3T3-E4(pTRE E4orf1) and pTRE Null (pTRE) cell lines were treated with varying doses of Doxycycline for 24 h, and a dose-dependent 2DG uptake was determined. Protein was also harvested from 3T3-E4 and pTRE Null treated with 1,000 ng/ml Doxycycline for 24 hours to determine signaling changes with E4orf1 expression. A) E4orf1 is sufficient to induce a dose-response increase in glucose uptake. 3T3-E4 and pTRE Null control cell lines were treated with 500, 750, or 1,000 ng/ml Doxycycline to induce different levels of E4orf1 expression, 2DG uptake was determined. Compared to pTRE, the E4orf1 expressing cell had significantly greater glucose uptake when treated with 750 and 1,000 ng/ml Doxycycline (p * = 0.007 and ** = 2.6×10⁻⁷, respectively).

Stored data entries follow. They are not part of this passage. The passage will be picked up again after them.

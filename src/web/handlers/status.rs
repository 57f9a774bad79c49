// GET /api/status — row counts and per-button click totals.
//
// One response serves both the dashboard footer and the `textscope status`
// CLI check: registered users, stored texts, and how often each analysis
// button has been used.

use axum::extract::State;
use axum::response::IntoResponse;
use axum::Json;

use crate::web::AppState;

pub async fn get_status(State(state): State<AppState>) -> impl IntoResponse {
    let users = state.db.count_users().await.unwrap_or_default();
    let texts = state.db.count_texts().await.unwrap_or_default();
    let clicks = state.db.click_counts().await.unwrap_or_default();

    let clicks: serde_json::Map<String, serde_json::Value> = clicks
        .into_iter()
        .map(|(name, count)| (name, serde_json::Value::from(count)))
        .collect();

    Json(serde_json::json!({
        "users": users,
        "texts": texts,
        "clicks": clicks,
    }))
}
// Database layer — relational storage for users, submitted texts, and
// button-click events.
//
// Default backend is SQLite via rusqlite with the "bundled" feature so
// there's no system SQLite dependency. The database file lives wherever
// TEXTSCOPE_DB_PATH points (defaults to ./textscope.db). Setting
// DATABASE_URL to a postgres:// URL selects the PostgreSQL backend
// (requires the `postgres` feature).

pub mod models;
pub mod traits;

#[cfg(feature = "sqlite")]
pub mod queries;
#[cfg(feature = "sqlite")]
pub mod schema;
#[cfg(feature = "sqlite")]
pub mod sqlite;

#[cfg(feature = "postgres")]
pub mod postgres;

use std::sync::Arc;

use anyhow::Result;

pub use traits::Database;

/// Open (or create) the SQLite database and run migrations.
///
/// This is the main entry point — called by `textscope init` and by any
/// command that needs database access.
#[cfg(feature = "sqlite")]
pub fn initialize_sqlite(db_path: &str) -> Result<Arc<dyn Database>> {
    use anyhow::Context;
    use std::path::Path;

    // Create parent directories if needed
    if let Some(parent) = Path::new(db_path).parent() {
        if !parent.as_os_str().is_empty() {
            std::fs::create_dir_all(parent)
                .with_context(|| format!("Failed to create directory for database: {}", db_path))?;
        }
    }

    let conn = rusqlite::Connection::open(db_path)
        .with_context(|| format!("Failed to open database at {}", db_path))?;

    // Enable WAL mode for better concurrent read performance
    conn.pragma_update(None, "journal_mode", "WAL")?;

    // Run schema creation / migrations
    schema::create_tables(&conn)?;

    Ok(Arc::new(sqlite::SqliteDatabase::new(conn)))
}

/// Open an existing SQLite database (fails if it doesn't exist yet).
#[cfg(feature = "sqlite")]
pub fn open_sqlite(db_path: &str) -> Result<Arc<dyn Database>> {
    use anyhow::Context;
    use std::path::Path;

    if !Path::new(db_path).exists() {
        anyhow::bail!(
            "Database not found at {}. Run `textscope init` first.",
            db_path
        );
    }

    let conn = rusqlite::Connection::open(db_path)
        .with_context(|| format!("Failed to open database at {}", db_path))?;

    conn.pragma_update(None, "journal_mode", "WAL")?;

    Ok(Arc::new(sqlite::SqliteDatabase::new(conn)))
}

/// Connect to PostgreSQL and run migrations.
#[cfg(feature = "postgres")]
pub async fn connect_postgres(database_url: &str) -> Result<Arc<dyn Database>> {
    let db = postgres::PgDatabase::connect(database_url).await?;
    Ok(Arc::new(db))
}
// GET /api/history — the authenticated user's saved texts.
//
// Newest first, capped at the history window (the DB layer prunes older
// rows on read).

use axum::extract::State;
use axum::http::StatusCode;
use axum::response::{IntoResponse, Response};
use axum::{Extension, Json};

use crate::web::{api_error, AppState, AuthUser};

pub async fn get_history(
    State(state): State<AppState>,
    Extension(AuthUser(username)): Extension<AuthUser>,
) -> Response {
    match state.db.get_user_texts(&username).await {
        Ok(texts) => Json(serde_json::json!({ "texts": texts })).into_response(),
        Err(e) => {
            tracing::error!(error = %e, user = %username, "DB error fetching history");
            api_error(StatusCode::INTERNAL_SERVER_ERROR, "Database error")
        }
    }
}
// Data models — Rust structs that map to database rows.
//
// These are the types that flow through the application. They're separate
// from the database queries so other modules can use them without depending
// on rusqlite directly.

use serde::{Deserialize, Serialize};

/// A registered account.
#[derive(Debug, Clone, Serialize, Deserialize)]
pub struct User {
    pub id: i64,
    pub username: String,
    /// bcrypt hash — never the plain password
    pub hashed_password: String,
    pub created_at: String,
}

/// The interaction events the UI records. Variants map to the stable
/// `button_name` strings stored in `button_clicks`.
#[derive(Debug, Clone, Copy, PartialEq, Eq, Serialize, Deserialize)]
pub enum ClickEvent {
    Login,
    Signup,
    Sentiment,
    Bigrams,
    BasicStats,
    Similarity,
}

impl ClickEvent {
    pub fn as_str(&self) -> &'static str {
        match self {
            ClickEvent::Login => "login_button",
            ClickEvent::Signup => "signup_button",
            ClickEvent::Sentiment => "sentiment_an",
            ClickEvent::Bigrams => "txt_tags",
            ClickEvent::BasicStats => "txt_basic_an",
            ClickEvent::Similarity => "txt_similar",
        }
    }
}

impl std::fmt::Display for ClickEvent {
    fn fmt(&self, f: &mut std::fmt::Formatter<'_>) -> std::fmt::Result {
        write!(f, "{}", self.as_str())
    }
}
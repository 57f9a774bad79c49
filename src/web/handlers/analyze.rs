// Analysis handlers — one endpoint per UI button.
//
// Every endpoint follows the same shape: reject blank input, save the
// submitted text (consecutive duplicates are suppressed by the DB layer),
// run the analysis, record the button click, return JSON. A failed click
// write is logged but never fails the analysis the user asked for.

use axum::extract::State;
use axum::http::StatusCode;
use axum::response::{IntoResponse, Response};
use axum::{Extension, Json};
use serde::Deserialize;

use crate::analysis::{TextAnalyzer, BIGRAM_FREQ_FILTER, BIGRAM_TOP_N};
use crate::db::models::ClickEvent;
use crate::web::{api_error, AppState, AuthUser};

#[derive(Deserialize)]
pub struct AnalyzeRequest {
    text: String,
}

#[derive(Deserialize)]
pub struct SimilarityRequest {
    text: String,
    comparison_text: String,
}

/// POST /api/analyze/sentiment
pub async fn sentiment(
    State(state): State<AppState>,
    Extension(AuthUser(username)): Extension<AuthUser>,
    Json(body): Json<AnalyzeRequest>,
) -> Response {
    let Some(text) = non_blank(&body.text) else {
        return api_error(StatusCode::BAD_REQUEST, "Text must not be empty");
    };

    if let Err(e) = record_submission(&state, &username, text, ClickEvent::Sentiment).await {
        return e;
    }

    let analyzer = TextAnalyzer::new(text, state.config.language);
    let result = analyzer.sentiment();

    Json(serde_json::json!({
        "label": result.label.as_str(),
        "polarity": result.polarity,
        "hits": result.hits,
    }))
    .into_response()
}

/// POST /api/analyze/bigrams
pub async fn bigrams(
    State(state): State<AppState>,
    Extension(AuthUser(username)): Extension<AuthUser>,
    Json(body): Json<AnalyzeRequest>,
) -> Response {
    let Some(text) = non_blank(&body.text) else {
        return api_error(StatusCode::BAD_REQUEST, "Text must not be empty");
    };

    if let Err(e) = record_submission(&state, &username, text, ClickEvent::Bigrams).await {
        return e;
    }

    let analyzer = TextAnalyzer::new(text, state.config.language);
    let bigrams = analyzer.top_bigrams(BIGRAM_FREQ_FILTER, BIGRAM_TOP_N);

    let bigrams: Vec<serde_json::Value> = bigrams
        .iter()
        .map(|b| serde_json::json!({ "first": b.first, "second": b.second }))
        .collect();

    Json(serde_json::json!({ "bigrams": bigrams })).into_response()
}

/// POST /api/analyze/stats
pub async fn stats(
    State(state): State<AppState>,
    Extension(AuthUser(username)): Extension<AuthUser>,
    Json(body): Json<AnalyzeRequest>,
) -> Response {
    let Some(text) = non_blank(&body.text) else {
        return api_error(StatusCode::BAD_REQUEST, "Text must not be empty");
    };

    if let Err(e) = record_submission(&state, &username, text, ClickEvent::BasicStats).await {
        return e;
    }

    let analyzer = TextAnalyzer::new(text, state.config.language);
    let stats = analyzer.basic_stats();

    Json(serde_json::json!({
        "char_count": stats.char_count,
        "word_count": stats.word_count,
        "sentence_count": stats.sentence_count,
        "avg_word_length": stats.avg_word_length,
        "pos_counts": stats.pos_counts,
    }))
    .into_response()
}

/// POST /api/analyze/similarity — compares the submitted text with a
/// second one. Only the primary text lands in the history.
pub async fn similarity(
    State(state): State<AppState>,
    Extension(AuthUser(username)): Extension<AuthUser>,
    Json(body): Json<SimilarityRequest>,
) -> Response {
    let Some(text) = non_blank(&body.text) else {
        return api_error(StatusCode::BAD_REQUEST, "Text must not be empty");
    };
    let Some(comparison) = non_blank(&body.comparison_text) else {
        return api_error(StatusCode::BAD_REQUEST, "Comparison text must not be empty");
    };

    if let Err(e) = record_submission(&state, &username, text, ClickEvent::Similarity).await {
        return e;
    }

    let analyzer = TextAnalyzer::new(text, state.config.language);
    let similarity = analyzer.similarity(comparison);

    Json(serde_json::json!({ "similarity": similarity })).into_response()
}

// --- Helpers ---

fn non_blank(text: &str) -> Option<&str> {
    if text.trim().is_empty() {
        None
    } else {
        Some(text)
    }
}

/// Persist the submitted text and the button click. A text-save failure is
/// a 500 (the user's data was lost); a click-save failure is only logged.
async fn record_submission(
    state: &AppState,
    username: &str,
    text: &str,
    event: ClickEvent,
) -> Result<(), Response> {
    if let Err(e) = state.db.save_user_text(username, text).await {
        tracing::error!(error = %e, "Failed to save submitted text");
        return Err(api_error(
            StatusCode::INTERNAL_SERVER_ERROR,
            "Database error",
        ));
    }

    if let Err(e) = state.db.save_button_click(username, event.as_str()).await {
        tracing::warn!(error = %e, event = %event, "Failed to record button click");
    }

    Ok(())
}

B) Ras WB and densitometry normalized to β-actin for 3T3-E4 and pTRE Null treated with 1,000 ng/ml Doxycycline for 24 hours. Ras expression was significantly higher in the 3T3-E4 cell line (p = 0.05). C) p-AKT and AKT WB and densitometry expressed as ratio of p-AKT to total AKT in 3T3-E4 and pTRE Null treated with 1,000 ng/ml Doxycycline for 24 hours. p-AKT is significantly higher in the 3T3-E4 cell line (p = 3.54*10⁻⁵). D) Glut4 WB and densitometry normalized to β-actin for 3T3-E4 and pTRE Null treated with 1,000 ng/ml Doxycycline for 24 hours. Glut4 expression was significantly higher in the 3T3-E4 cell line (p = 0.05). E) Glut1 WB and densitometry normalized to β-actin for 3T3-E4 and pTRE Null treated with 1,000 ng/ml Doxycycline for 24 hours. Glut1 expression was significantly higher in the 3T3-E4 cell line (p = 0.01). F) Adiponectin WB and densitometry normalized to β-actin for 3T3-E4 and pTRE Null treated with 1,000 ng/ml Doxycycline for 24 hours. Adiponectin expression is significantly higher in the 3T3-E4 cell line (p = 0.006).